AIM OF THE TASK
Repeat precisely the span of lines below that opens with the line containing "the krawl trail." and closes with the line containing "let search = &state.search;", both included.

DATA TO PROCESS
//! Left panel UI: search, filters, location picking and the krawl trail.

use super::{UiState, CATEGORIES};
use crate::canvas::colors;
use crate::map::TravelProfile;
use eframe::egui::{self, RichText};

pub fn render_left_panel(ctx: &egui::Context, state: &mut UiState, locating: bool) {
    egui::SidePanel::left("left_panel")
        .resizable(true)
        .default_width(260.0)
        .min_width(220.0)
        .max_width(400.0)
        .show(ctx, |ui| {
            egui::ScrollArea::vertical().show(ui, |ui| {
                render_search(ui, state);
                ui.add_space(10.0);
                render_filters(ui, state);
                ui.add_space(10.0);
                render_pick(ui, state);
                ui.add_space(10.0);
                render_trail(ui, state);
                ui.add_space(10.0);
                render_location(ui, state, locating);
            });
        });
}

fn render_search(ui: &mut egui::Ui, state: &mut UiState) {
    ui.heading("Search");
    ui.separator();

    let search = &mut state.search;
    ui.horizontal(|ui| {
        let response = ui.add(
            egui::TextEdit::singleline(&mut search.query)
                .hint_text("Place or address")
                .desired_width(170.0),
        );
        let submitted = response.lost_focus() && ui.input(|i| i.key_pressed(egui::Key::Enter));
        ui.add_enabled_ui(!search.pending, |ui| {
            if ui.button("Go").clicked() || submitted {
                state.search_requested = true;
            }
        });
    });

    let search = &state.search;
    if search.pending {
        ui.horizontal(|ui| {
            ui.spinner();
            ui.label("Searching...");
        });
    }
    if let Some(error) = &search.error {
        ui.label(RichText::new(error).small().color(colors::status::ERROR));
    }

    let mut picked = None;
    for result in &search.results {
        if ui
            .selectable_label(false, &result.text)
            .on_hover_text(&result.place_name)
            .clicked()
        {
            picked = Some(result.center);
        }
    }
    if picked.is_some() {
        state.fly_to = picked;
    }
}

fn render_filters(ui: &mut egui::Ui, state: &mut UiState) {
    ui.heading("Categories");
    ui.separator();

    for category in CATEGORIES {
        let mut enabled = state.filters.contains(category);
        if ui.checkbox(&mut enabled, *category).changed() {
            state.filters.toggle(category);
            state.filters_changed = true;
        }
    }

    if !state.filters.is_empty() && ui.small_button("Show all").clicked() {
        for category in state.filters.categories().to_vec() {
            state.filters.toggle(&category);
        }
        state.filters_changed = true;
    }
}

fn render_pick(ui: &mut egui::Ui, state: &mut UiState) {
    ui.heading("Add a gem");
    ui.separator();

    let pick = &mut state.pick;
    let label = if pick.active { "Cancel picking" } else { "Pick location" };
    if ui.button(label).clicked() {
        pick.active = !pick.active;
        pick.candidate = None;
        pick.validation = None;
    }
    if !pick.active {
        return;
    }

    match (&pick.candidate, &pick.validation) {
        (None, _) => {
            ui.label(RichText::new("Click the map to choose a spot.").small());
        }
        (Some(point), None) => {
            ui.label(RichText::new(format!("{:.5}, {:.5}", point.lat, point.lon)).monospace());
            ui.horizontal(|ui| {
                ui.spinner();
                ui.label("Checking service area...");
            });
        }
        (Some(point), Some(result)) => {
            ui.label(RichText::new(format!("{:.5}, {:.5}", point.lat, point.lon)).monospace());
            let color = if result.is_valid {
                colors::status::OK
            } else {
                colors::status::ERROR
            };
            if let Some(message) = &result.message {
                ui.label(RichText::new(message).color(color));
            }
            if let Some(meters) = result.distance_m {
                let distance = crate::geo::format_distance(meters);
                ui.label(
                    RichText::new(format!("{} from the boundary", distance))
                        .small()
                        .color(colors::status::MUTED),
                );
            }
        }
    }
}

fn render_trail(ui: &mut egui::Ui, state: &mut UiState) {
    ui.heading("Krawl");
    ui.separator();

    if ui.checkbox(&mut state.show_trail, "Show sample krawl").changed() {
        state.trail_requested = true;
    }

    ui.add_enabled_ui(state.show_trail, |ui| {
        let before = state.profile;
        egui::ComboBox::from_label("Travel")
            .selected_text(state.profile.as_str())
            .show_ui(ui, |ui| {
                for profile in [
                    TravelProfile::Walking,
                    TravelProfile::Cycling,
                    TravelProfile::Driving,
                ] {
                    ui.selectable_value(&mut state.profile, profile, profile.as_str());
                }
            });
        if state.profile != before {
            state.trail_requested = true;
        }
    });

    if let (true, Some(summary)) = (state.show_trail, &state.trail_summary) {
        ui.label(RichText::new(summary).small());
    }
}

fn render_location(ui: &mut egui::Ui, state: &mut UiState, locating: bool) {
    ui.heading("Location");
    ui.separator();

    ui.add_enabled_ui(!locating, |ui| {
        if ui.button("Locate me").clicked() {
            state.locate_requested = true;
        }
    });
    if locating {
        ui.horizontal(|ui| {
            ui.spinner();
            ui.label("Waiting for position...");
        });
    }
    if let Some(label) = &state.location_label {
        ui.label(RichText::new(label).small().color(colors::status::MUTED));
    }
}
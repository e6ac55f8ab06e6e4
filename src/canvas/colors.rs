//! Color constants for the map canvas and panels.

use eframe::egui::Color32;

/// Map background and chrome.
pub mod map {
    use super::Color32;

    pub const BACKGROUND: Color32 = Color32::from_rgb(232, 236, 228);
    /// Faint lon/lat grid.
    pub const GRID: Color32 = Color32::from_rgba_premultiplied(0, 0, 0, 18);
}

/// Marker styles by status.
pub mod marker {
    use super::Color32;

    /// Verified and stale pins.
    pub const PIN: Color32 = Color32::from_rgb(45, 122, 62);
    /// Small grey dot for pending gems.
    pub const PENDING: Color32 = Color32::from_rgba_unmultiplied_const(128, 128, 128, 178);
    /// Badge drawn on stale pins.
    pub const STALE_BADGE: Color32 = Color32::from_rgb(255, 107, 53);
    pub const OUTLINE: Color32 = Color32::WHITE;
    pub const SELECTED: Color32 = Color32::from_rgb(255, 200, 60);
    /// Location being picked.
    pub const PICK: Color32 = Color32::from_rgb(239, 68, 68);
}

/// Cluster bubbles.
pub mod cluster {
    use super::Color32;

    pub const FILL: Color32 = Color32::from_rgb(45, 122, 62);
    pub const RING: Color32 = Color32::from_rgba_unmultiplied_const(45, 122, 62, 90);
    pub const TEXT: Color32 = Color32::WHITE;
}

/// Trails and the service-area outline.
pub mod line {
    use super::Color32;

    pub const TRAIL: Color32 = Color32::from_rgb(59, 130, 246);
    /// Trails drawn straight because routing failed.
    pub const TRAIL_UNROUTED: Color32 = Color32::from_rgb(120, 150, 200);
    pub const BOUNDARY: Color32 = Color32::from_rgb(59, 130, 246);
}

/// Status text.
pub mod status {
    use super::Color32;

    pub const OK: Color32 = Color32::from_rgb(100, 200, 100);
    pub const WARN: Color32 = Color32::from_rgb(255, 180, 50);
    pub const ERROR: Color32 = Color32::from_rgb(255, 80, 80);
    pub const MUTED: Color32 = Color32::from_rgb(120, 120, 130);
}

==

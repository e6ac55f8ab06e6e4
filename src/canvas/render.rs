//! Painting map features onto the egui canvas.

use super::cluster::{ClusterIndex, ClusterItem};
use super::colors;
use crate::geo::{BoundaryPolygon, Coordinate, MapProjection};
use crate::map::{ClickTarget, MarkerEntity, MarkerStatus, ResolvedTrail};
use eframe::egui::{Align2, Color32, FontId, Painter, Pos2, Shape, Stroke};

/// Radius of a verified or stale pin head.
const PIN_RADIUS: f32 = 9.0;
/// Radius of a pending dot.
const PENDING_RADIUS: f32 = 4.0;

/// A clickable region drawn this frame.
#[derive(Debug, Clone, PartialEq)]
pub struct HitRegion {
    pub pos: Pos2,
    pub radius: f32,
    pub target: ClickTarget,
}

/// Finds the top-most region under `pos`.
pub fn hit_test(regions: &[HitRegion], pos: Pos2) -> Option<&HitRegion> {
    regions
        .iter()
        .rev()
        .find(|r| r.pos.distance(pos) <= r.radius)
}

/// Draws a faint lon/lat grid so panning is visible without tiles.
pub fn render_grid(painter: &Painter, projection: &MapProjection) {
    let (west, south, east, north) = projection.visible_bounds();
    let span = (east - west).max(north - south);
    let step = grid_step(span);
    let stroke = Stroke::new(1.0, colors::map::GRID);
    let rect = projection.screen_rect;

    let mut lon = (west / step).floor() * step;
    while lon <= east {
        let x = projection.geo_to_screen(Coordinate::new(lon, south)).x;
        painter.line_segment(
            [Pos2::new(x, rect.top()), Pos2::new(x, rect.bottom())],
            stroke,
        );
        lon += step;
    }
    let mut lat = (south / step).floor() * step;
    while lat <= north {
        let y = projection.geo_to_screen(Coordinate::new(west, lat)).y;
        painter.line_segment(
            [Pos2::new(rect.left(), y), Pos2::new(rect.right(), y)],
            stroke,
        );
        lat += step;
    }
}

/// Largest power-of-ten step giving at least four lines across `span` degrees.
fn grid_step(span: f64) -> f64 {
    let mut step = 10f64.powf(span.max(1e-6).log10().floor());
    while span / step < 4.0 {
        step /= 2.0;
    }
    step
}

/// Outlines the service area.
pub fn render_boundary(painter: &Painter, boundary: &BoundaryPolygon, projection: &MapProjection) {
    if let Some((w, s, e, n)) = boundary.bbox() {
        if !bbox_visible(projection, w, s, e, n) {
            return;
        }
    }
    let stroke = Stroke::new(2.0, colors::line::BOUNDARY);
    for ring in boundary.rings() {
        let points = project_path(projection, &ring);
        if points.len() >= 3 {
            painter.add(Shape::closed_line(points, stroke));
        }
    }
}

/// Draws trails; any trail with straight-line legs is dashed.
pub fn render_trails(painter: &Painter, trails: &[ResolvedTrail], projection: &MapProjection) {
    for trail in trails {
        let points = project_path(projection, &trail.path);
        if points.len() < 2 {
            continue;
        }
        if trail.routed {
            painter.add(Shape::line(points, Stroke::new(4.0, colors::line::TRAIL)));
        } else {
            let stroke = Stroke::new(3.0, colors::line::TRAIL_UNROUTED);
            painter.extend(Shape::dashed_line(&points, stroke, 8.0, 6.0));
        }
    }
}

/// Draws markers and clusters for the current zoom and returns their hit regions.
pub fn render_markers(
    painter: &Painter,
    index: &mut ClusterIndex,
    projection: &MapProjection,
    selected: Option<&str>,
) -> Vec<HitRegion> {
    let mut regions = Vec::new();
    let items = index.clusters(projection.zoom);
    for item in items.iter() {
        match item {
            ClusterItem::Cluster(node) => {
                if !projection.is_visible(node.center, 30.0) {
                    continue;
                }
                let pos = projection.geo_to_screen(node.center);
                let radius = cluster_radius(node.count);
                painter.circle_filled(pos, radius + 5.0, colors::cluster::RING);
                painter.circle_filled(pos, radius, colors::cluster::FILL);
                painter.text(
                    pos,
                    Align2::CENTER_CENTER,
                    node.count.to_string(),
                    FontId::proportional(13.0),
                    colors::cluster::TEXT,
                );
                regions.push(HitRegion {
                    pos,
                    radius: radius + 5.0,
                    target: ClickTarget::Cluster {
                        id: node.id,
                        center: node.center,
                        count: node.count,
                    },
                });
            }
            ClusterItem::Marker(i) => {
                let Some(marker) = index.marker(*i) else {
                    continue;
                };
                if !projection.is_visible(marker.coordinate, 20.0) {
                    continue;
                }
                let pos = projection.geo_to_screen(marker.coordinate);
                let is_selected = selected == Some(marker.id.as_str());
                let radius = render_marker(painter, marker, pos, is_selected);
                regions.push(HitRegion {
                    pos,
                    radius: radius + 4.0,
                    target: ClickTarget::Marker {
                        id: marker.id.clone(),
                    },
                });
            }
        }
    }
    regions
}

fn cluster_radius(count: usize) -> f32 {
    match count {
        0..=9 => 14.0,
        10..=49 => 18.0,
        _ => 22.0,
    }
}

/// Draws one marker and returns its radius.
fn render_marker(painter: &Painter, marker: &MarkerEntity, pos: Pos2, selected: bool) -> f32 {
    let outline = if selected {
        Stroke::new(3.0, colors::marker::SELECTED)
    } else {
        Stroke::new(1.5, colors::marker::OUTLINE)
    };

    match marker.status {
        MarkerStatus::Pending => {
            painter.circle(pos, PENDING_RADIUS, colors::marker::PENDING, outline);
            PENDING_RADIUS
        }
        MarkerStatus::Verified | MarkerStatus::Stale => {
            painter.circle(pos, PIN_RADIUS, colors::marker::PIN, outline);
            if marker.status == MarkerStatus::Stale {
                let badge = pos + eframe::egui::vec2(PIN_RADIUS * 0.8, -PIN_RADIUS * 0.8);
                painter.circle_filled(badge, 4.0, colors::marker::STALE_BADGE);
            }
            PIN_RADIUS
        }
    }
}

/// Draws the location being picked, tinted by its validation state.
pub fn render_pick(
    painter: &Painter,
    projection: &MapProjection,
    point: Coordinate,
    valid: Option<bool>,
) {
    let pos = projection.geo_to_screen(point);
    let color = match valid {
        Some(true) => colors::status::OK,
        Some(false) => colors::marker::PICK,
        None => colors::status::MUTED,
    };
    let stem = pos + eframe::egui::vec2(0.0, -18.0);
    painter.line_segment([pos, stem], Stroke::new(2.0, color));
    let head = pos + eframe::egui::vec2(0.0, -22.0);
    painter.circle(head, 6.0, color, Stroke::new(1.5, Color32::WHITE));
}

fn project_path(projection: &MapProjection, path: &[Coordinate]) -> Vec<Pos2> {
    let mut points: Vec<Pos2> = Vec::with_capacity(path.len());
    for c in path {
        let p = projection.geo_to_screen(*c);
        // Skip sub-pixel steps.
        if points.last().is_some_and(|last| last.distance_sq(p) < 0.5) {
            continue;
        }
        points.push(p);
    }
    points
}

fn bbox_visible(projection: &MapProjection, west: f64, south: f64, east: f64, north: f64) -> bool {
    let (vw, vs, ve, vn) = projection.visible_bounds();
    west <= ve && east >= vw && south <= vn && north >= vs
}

==

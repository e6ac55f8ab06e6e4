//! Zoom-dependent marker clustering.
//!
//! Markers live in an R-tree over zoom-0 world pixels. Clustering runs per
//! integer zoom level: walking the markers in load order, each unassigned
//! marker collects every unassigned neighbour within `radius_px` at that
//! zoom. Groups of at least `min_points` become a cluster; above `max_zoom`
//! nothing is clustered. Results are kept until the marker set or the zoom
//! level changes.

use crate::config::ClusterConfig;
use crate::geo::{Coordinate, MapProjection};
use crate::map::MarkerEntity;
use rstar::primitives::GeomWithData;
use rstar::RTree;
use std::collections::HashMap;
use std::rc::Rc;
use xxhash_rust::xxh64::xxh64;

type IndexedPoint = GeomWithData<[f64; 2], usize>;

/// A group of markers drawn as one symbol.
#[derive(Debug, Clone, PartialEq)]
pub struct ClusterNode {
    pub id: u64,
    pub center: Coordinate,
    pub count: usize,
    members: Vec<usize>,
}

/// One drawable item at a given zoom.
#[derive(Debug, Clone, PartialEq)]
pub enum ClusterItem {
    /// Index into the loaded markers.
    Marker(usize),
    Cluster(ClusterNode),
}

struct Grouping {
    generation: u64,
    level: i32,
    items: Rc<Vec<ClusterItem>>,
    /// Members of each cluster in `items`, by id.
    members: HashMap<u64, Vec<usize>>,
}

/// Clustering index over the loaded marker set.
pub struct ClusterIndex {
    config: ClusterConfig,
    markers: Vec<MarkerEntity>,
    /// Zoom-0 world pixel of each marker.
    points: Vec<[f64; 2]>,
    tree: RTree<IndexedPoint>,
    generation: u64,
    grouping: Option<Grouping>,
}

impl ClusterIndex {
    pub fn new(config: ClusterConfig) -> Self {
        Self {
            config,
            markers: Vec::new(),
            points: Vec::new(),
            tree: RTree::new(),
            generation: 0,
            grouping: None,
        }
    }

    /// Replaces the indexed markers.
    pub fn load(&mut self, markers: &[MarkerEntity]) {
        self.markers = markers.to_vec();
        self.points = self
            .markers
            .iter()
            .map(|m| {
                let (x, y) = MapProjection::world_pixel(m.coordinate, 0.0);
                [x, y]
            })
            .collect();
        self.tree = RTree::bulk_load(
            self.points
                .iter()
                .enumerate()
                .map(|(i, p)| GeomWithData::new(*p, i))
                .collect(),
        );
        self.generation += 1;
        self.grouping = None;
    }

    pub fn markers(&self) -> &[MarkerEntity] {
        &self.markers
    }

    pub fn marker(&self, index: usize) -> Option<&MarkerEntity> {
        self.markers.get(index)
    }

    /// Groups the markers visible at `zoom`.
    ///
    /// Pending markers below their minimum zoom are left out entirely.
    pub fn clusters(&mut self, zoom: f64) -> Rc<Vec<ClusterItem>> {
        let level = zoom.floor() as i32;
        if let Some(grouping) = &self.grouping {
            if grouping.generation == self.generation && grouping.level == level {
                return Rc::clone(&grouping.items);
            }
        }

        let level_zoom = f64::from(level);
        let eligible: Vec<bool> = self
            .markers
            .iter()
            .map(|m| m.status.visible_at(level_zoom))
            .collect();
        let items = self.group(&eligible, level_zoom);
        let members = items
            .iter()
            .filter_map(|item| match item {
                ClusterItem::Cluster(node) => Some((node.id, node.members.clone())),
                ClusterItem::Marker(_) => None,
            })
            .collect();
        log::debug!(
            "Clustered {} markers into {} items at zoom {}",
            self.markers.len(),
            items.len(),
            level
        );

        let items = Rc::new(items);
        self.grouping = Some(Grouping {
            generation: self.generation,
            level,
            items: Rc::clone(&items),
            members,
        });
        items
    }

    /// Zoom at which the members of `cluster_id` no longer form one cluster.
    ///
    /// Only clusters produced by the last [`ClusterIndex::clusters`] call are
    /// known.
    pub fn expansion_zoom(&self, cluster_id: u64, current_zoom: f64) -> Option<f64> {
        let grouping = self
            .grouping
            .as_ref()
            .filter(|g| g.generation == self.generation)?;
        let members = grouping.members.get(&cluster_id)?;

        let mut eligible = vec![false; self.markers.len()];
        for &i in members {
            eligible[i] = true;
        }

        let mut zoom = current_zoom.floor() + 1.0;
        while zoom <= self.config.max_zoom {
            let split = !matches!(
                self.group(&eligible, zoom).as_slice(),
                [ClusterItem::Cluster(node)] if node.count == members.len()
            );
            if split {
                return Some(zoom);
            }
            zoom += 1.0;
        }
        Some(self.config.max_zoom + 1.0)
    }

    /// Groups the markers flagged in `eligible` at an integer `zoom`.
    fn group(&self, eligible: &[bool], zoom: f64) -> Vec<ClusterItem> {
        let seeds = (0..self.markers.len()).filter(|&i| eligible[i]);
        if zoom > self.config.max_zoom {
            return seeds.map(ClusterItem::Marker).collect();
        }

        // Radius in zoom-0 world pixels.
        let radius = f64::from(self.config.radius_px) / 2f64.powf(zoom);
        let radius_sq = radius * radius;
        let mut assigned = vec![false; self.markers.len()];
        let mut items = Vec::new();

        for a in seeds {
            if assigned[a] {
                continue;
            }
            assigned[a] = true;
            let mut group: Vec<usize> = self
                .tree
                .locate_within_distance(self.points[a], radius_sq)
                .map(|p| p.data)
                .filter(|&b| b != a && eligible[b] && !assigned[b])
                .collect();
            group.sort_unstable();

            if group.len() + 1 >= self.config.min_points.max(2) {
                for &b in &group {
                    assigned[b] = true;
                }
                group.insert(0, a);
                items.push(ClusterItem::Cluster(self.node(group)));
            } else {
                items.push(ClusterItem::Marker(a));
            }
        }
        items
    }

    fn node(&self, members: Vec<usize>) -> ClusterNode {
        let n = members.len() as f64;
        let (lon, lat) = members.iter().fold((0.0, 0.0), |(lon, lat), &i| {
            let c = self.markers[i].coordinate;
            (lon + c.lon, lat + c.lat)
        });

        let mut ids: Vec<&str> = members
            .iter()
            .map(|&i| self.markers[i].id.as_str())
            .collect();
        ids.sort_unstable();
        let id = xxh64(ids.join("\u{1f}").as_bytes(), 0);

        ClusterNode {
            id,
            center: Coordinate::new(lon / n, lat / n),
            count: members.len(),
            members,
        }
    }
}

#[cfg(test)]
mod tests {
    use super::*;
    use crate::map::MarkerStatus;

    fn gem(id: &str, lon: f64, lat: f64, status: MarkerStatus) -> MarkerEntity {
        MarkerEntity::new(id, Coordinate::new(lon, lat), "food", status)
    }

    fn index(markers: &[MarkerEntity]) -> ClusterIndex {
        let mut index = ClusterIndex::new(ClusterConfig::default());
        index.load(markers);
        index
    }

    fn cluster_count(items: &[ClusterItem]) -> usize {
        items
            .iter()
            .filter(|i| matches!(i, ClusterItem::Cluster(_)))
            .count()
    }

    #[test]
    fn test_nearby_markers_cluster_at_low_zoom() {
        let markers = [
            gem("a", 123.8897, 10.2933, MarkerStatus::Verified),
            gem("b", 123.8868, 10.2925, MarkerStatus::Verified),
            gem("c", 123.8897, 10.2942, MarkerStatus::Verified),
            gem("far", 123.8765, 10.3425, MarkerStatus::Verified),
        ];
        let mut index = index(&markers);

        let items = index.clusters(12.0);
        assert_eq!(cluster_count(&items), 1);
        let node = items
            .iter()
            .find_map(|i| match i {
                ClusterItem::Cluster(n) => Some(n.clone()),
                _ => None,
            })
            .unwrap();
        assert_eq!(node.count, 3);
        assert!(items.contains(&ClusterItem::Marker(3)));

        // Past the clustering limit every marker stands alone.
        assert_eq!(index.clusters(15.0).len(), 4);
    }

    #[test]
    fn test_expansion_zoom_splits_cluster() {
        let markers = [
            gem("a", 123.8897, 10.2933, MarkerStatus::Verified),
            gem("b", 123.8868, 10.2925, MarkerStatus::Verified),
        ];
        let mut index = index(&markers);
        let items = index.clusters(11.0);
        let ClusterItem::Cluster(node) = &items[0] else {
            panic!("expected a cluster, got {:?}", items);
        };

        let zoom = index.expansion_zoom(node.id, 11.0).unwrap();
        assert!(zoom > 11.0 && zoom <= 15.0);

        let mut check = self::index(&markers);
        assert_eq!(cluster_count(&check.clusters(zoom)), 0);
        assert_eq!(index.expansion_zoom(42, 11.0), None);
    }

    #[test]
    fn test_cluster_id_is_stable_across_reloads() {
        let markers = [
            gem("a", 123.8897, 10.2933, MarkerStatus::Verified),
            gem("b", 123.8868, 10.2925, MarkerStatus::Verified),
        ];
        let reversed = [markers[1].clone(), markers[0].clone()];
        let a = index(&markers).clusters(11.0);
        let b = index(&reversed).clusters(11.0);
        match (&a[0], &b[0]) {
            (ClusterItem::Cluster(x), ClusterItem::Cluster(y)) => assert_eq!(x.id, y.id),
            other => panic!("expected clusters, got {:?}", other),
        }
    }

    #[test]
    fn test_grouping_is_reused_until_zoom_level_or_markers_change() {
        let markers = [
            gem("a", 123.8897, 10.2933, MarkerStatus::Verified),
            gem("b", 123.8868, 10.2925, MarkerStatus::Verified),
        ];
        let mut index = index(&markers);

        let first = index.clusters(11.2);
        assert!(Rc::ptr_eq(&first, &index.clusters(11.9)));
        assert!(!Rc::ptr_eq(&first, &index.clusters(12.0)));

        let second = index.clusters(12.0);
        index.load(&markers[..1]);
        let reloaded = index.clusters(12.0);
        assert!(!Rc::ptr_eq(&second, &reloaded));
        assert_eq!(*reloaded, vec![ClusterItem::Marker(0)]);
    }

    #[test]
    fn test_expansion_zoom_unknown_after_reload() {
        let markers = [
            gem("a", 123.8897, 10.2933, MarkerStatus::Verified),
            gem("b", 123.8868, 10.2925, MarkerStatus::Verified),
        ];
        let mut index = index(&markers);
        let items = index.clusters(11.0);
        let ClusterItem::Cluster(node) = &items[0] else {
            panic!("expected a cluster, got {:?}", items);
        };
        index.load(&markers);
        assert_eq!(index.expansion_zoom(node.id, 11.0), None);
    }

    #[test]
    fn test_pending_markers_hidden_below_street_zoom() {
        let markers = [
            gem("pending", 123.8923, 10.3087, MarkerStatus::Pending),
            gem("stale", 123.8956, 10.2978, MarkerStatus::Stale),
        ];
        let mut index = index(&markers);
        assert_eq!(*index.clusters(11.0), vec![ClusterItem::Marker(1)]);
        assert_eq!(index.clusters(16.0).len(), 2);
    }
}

RESPONSE BELOW
//! Left panel UI: search, filters, location picking and the krawl trail.

use super::{UiState, CATEGORIES};
use crate::canvas::colors;
use crate::map::TravelProfile;
use eframe::egui::{self, RichText};

pub fn render_left_panel(ctx: &egui::Context, state: &mut UiState, locating: bool) {
    egui::SidePanel::left("left_panel")
        .resizable(true)
        .default_width(260.0)
        .min_width(220.0)
        .max_width(400.0)
        .show(ctx, |ui| {
            egui::ScrollArea::vertical().show(ui, |ui| {
                render_search(ui, state);
                ui.add_space(10.0);
                render_filters(ui, state);
                ui.add_space(10.0);
                render_pick(ui, state);
                ui.add_space(10.0);
                render_trail(ui, state);
                ui.add_space(10.0);
                render_location(ui, state, locating);
            });
        });
}

fn render_search(ui: &mut egui::Ui, state: &mut UiState) {
    ui.heading("Search");
    ui.separator();

    let search = &mut state.search;
    ui.horizontal(|ui| {
        let response = ui.add(
            egui::TextEdit::singleline(&mut search.query)
                .hint_text("Place or address")
                .desired_width(170.0),
        );
        let submitted = response.lost_focus() && ui.input(|i| i.key_pressed(egui::Key::Enter));
        ui.add_enabled_ui(!search.pending, |ui| {
            if ui.button("Go").clicked() || submitted {
                state.search_requested = true;
            }
        });
    });

    let search = &state.search;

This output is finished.